YOUR ASSIGNMENT.
The word to look for is "tests". Report every line of the entries below that has it.
(EXERCISE MATERIALS Opens)
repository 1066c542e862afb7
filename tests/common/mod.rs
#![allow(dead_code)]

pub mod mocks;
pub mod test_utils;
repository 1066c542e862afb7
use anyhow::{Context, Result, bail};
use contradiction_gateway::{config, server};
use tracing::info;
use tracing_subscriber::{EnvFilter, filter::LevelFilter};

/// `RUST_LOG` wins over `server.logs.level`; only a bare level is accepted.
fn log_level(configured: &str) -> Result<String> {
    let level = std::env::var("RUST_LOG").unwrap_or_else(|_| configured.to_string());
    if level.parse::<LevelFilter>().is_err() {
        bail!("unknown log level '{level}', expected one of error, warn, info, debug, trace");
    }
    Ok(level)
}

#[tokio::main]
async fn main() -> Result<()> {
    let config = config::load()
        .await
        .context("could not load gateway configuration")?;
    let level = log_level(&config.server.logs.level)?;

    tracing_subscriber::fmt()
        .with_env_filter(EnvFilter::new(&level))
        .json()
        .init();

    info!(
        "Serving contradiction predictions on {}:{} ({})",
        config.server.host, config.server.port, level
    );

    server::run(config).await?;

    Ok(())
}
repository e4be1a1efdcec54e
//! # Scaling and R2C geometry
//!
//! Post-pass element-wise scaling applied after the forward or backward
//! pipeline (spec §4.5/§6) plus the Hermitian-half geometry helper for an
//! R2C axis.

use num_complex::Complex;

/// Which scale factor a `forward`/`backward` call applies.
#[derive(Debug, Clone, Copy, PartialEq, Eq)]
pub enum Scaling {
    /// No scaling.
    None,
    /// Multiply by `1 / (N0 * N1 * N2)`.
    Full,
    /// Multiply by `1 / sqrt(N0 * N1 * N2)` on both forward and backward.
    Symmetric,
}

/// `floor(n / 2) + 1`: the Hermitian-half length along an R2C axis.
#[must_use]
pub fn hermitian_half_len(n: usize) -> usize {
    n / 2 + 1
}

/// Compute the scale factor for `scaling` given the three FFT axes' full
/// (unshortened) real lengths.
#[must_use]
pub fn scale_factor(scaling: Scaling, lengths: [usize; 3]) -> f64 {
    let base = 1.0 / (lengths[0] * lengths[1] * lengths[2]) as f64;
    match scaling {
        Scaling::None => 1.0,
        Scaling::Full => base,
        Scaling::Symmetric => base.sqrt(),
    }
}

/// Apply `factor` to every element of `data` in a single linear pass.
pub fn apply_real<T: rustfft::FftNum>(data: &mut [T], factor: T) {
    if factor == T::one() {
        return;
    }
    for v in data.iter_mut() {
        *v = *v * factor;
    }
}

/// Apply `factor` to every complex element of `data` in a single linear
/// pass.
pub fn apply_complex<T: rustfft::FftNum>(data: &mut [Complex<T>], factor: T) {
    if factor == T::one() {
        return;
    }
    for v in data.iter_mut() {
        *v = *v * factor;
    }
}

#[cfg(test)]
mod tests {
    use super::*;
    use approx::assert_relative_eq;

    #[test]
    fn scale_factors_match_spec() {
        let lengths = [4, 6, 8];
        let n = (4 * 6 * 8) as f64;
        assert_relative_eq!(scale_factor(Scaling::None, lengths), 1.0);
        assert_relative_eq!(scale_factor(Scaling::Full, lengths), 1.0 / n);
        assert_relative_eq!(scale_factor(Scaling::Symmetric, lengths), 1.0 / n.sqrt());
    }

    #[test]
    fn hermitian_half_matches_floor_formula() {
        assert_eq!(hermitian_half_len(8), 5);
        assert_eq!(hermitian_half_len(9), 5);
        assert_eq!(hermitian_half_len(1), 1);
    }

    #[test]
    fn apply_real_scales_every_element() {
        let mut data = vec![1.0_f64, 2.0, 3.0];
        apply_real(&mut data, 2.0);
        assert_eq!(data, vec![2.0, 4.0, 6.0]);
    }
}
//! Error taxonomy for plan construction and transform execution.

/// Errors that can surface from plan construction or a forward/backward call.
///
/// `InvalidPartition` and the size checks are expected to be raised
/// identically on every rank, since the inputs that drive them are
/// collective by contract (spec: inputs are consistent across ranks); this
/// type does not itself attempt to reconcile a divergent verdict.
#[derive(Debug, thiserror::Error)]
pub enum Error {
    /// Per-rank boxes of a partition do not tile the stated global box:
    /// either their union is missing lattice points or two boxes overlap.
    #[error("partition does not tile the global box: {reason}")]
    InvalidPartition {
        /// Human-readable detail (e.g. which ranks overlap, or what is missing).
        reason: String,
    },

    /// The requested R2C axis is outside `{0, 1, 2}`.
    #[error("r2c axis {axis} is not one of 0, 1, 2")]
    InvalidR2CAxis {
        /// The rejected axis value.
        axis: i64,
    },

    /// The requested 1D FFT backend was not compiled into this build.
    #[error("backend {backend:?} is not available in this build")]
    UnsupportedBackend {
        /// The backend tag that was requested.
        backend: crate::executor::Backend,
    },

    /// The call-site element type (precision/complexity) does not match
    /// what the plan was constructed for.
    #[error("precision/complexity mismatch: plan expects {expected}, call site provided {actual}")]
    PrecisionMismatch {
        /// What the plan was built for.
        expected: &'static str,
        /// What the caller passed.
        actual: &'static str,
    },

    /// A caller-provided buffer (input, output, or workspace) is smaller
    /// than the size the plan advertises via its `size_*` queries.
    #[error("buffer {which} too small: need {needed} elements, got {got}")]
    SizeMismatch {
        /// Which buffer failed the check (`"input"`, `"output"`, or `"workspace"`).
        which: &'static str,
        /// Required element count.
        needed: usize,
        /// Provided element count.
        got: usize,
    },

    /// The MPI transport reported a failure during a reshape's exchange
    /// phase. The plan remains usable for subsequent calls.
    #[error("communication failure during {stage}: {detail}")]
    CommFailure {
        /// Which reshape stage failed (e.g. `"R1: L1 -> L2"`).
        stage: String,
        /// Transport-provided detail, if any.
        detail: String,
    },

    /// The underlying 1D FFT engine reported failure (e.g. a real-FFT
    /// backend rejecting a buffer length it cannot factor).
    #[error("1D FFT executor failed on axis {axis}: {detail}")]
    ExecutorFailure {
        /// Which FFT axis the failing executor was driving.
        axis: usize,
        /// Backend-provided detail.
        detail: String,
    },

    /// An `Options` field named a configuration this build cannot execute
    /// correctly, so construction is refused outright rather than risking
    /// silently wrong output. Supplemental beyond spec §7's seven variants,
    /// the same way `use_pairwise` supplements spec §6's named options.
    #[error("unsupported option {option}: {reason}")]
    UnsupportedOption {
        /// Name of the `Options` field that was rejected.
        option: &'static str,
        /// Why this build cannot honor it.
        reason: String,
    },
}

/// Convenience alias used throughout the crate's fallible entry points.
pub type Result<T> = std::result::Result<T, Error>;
(EXERCISE MATERIALS Closes)
SOLUTION TO THE PROBLEM.
filename tests/common/mod.rs
mod tests {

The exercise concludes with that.